The Liberty Bell is over 250 years old but didn’t earn its moniker and symbolism for nearly a century afterward. It draws more than a million visitors to Independence National Historical Park in Old City. Less than a 10-minute walk away is 2nd Story Brewing (117 Chestnut St.), a rustic brewpub pouring frequent iterations of Evolve IPA—the ever-rotating hop bill might include Chinook and Centennial hops one time then Simcoe and Ella another batch. There’s also Colonial Porter made with barley, wheat and oats, as well as honey, brown sugar and molasses. There’s no record of Philly’s famous founding father, Benjamin Franklin, quaffing porter, but even he surely would’ve indulged in a tankard of the version made with cacao nibs from nearby Franklin Fountain ice cream parlor and confectioner.

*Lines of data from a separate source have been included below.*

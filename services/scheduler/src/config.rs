//! Configuration for the scheduler core.

use anyhow::{Context, Result};

use muster_resources::{ResourceBag, ResourceKind};

/// Tunables for the state core and preemption engine.
#[derive(Debug, Clone)]
pub struct SchedulerConfig {
    /// How long a task may sit in a transient status without a new event
    /// before it is treated as lost.
    pub missing_task_grace_ms: i64,

    /// Fixed per-task resource addend covering the executor itself.
    pub executor_overhead: ResourceBag,

    /// Applied to configs that leave their failure limit unset.
    pub max_task_failures_default: i32,
}

impl Default for SchedulerConfig {
    fn default() -> Self {
        Self {
            missing_task_grace_ms: 60_000,
            executor_overhead: ResourceBag::from([
                (ResourceKind::Cpus, 0.25),
                (ResourceKind::RamMb, 128.0),
            ]),
            max_task_failures_default: 1,
        }
    }
}

impl SchedulerConfig {
    /// Load configuration from environment variables, falling back to the
    /// defaults above for anything unset.
    pub fn from_env() -> Result<Self> {
        let defaults = Self::default();

        let missing_task_grace_ms = env_parse("MUSTER_MISSING_TASK_GRACE_MS")?
            .unwrap_or(defaults.missing_task_grace_ms);

        let overhead_cpus: f64 = env_parse("MUSTER_EXECUTOR_OVERHEAD_CPUS")?
            .unwrap_or_else(|| defaults.executor_overhead.value_of(ResourceKind::Cpus));
        let overhead_ram_mb: f64 = env_parse("MUSTER_EXECUTOR_OVERHEAD_RAM_MB")?
            .unwrap_or_else(|| defaults.executor_overhead.value_of(ResourceKind::RamMb));

        let max_task_failures_default =
            env_parse("MUSTER_MAX_TASK_FAILURES")?.unwrap_or(defaults.max_task_failures_default);

        Ok(Self {
            missing_task_grace_ms,
            executor_overhead: ResourceBag::from([
                (ResourceKind::Cpus, overhead_cpus),
                (ResourceKind::RamMb, overhead_ram_mb),
            ]),
            max_task_failures_default,
        })
    }
}

fn env_parse<T: std::str::FromStr>(key: &str) -> Result<Option<T>>
where
    T::Err: std::error::Error + Send + Sync + 'static,
{
    match std::env::var(key) {
        Ok(raw) => {
            let value = raw
                .parse()
                .with_context(|| format!("invalid value for {key}: {raw:?}"))?;
            Ok(Some(value))
        }
        Err(_) => Ok(None),
    }
}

Speaking of liberty, holding Lady Liberty’s torch aloft forever would make anyone thirsty, but until such point as they build a brewery on Liberty Island, the brewery with the closest viewing point of the Statue of Liberty is Sixpoint Brewery (40 Van Dyke St.) located in the Brooklyn neighborhood of Red Hook. Sixpoint’s slim-can beers—including Resin DIPA, The Crisp pilsner and Bengali IPA—offer a delicious variety of beers to a single, adventurous beer drinker or, at the very least, appeal to an array of those tired and poor and huddled masses yearning to drink free. Then again, Departed Soles (150 Bay St., Suite 2A, Jersey City, New Jersey) is a new brewery across the Hudson River near Ellis Island and Liberty State Park on the Jersey side. It makes “regular” beer as well as gluten-free beers.
Rock ’n’ roll isn’t dead. It’s just been cryogenically enshrined on the south bank of Lake Erie (in Cleveland, in part, because it was here where DJ Alan Freed coined the term “rock ’n’ roll”). Perhaps owing to the Rock and Roll Hall of Fame’s magnetism, there are now two breweries less than a mile away by foot. The Butcher & The Brewer (2043 E. 4th St.) doesn’t only take the brewquarium approach of putting the 10-barrel brew system on display, but diners even get front-row seats to the glassed-in meat locker, giving, as the name depicts, the butchers and the brewers the limelight as if they’re Eric Clapton and Duane Allman (RIP) at center stage. Beers such as Le Boucher, a “farmhouse IPA” employing hop-bursting for ebullient aroma, and Albino Stout, an oat-forward golden ale with coffee and chocolate, complement house burgers and steaks, respectively. Meanwhile Portside Distillery & Brewery (983 Front Ave.) proffers not just the great, sessionable 216 Pale Ale dry-hopped with Centennial but also a hopped rum (with more Centennials and Cascades). The two duet together in the tasting room’s cocktail called the Opening Pitch topped with grapefruit juice.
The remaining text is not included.